See also Connecticut Tranpers Ass'n v. Branford, Docket #20301 (October 7, 1982; Fracasse, J.) finding the trapping of fur-bearing animals to be a matter of statewide concern, thus preempting Branford's ordinance totally banning such activity; and 35 Op. Atty. Gen. 141 (1968), an Attorney General's opinion prohibiting a local police department from devising its own pistol permit applications. For an example of a matter considered to be of "local concern" and not in conflict with state law, see Connecticut Theatrical Corporation v. New Britain, 147 Conn. 546 (1960), which upheld a city ordinance requiring a police officer to be present during movie performances because the practice created no undue hardship on theater owners. "It is permissible to regulate in a manner truly consistent with state law; it is quite another matter, however, to prohibit totally that which the state law permits". Dwyer v. Farrell, supra, at n. 8.

The defendants correctly point out that a basic problem with cigarette vending machines is that they cannot distinguish the age of the person using them. They dispense their product indiscriminately to any and all who deposit coins, including minors. See, Illinois Cigarette Service Co. v. City of Chicago, 89 F.2d 610, 613 (7th Cir. 1937). Given this fact and the defendants' legitimate concern that current laws have proved ineffective in preventing minors from purchasing cigarettes from such machines, it was entirely reasonable to consider whether an outright ban on cigarette vending machines would make it more difficult for minors to obtain cigarettes and thereby further their goal of promoting their welfare. See, e.g. Illinois Cigarette Service Co. v. City of Chicago, supra (concluding that a ban on cigarette vending machines was "a reasonable attempt to effectuate an accomplishment of the city's declared purpose" of preventing the purchase of cigarettes by minors); General Food Vending Inc. v. Town of Westfield, 672 A.2d 760. 764 (N.J.Super. 1995)("total ban on cigarette machines unequivocally passes the rational basis test"); Take Five Vending, Ltd. v. Town of Provincetown, 615 N.E.2d 576, 581 (Mass. 1993) (ban on cigarette vending machines "rationally furthers a legitimate state interest"); Brennan v. City of Seattle, 276 f). 886, 887 (Wash. 1927) (banon cigarette vending machines "does not violate any right guaranteed by the state or Federal constitution"). Although the notion of a total ban may be rational, however, and the intentions of its architects honorable, the problem is that if such a ban is presently beyond the scope of the authority granted to municipalities, including Orange, by Gen. Stats. § 12-289a(h) or any other statutory source, the ordinance cannot stand.

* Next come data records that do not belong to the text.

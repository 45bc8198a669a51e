//! Reading, writing and mapping NBT (Named Binary Tag) documents.
//!
//! - [`Tag`]: an in-memory tag tree with parent links and name-unique
//!   compounds.
//! - [`NbtFile`]: loads and saves whole documents, optionally GZip or ZLib
//!   compressed, with auto-detection on load.
//! - [`NbtReader`] and [`NbtWriter`]: forward-only streaming access without
//!   building a tree.
//! - [`convert`]: cached, compiled conversion between Rust types and
//!   compound tags.
//!
//! ```
//! use nbt_tree::{Compression, NbtFile, Tag, TagKind};
//!
//! let root = Tag::named_compound("level");
//! let scores = Tag::named_list("scores", Some(TagKind::Int));
//! scores.add(Tag::new(10)).unwrap();
//! scores.add(Tag::new(20)).unwrap();
//! root.add(scores).unwrap();
//!
//! let mut file = NbtFile::with_root(root).unwrap();
//! let bytes = file.save_to_buffer(Compression::ZLib).unwrap();
//!
//! let mut loaded = NbtFile::new();
//! loaded.load_from_buffer(&bytes, Compression::AutoDetect, None).unwrap();
//! let second = loaded.root().get("scores").unwrap().unwrap().get(1).unwrap().unwrap();
//! assert_eq!(second.int_value().unwrap(), 20);
//! ```

mod binary;
mod codec;
pub mod compression;
pub mod convert;
mod error;
mod file;
mod index;
mod kind;
mod reader;
mod tag;
mod value;
mod writer;

pub use binary::*;
pub use codec::Selector;
pub use compression::Compression;
pub use error::*;
pub use file::*;
pub use index::*;
pub use kind::*;
pub use reader::*;
pub use tag::*;
pub use value::*;
pub use writer::*;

Thus, the court has had to examine the language of Gen. Stats. § 12-289a(h) to determine the precise nature of the power has been delegated to municipalities with respect to the regulation of cigarette vending. In actuality, the language of that statute is quite clear. It authorizes municipalities to impose conditions on the "use" of such machines "for the sale of cigarettes", including conditions that are more restrictive than those imposed by the State. Where the legislature has expressly contemplated that the machines will be used, as it has done in Gen. Stats. § 12-289a(h), there is no room for an interpretation of the phrase "more restrictive conditions" that includes making the use of those machines illegal.

The words of a statute are to be given their common and ordinary meaning, unless a contrary intent is clearly expressed. Marone v. Lensink, 207 Conn. 296, 303, 221 A.2d 157 (1988). If the language of the statute is clear and unambiguous, it is assumed that the words themselves express the intention of the legislature and there is no room for judicial construction. Mazur v. Blum, 184 Conn. 116, 118-119, 441 A.2d 65 (1981); Aaron v. Conservation Commission, 183 Conn. 532, 548, 441 A.2d 30 (1981); Doe v. Manson, 183 Conn. 183; Johnson v. Manson, 196 Conn. 309 (1985). By expressly mentioning what municipalities can regulate, the legislature also implicitly states what municipalities cannot regulate. Capalbo v. Planning Zoning Bd of Appeal, 108 Conn. 480, 491 (1988). When a statute creates an exception to a general rule, it is to be construed strictly and its language is not to be extended beyond its evident intent. Staples v. Palten, 214 Conn. 195 (1990); Bickart v. Sanditz, 105 Conn. 766 (1927).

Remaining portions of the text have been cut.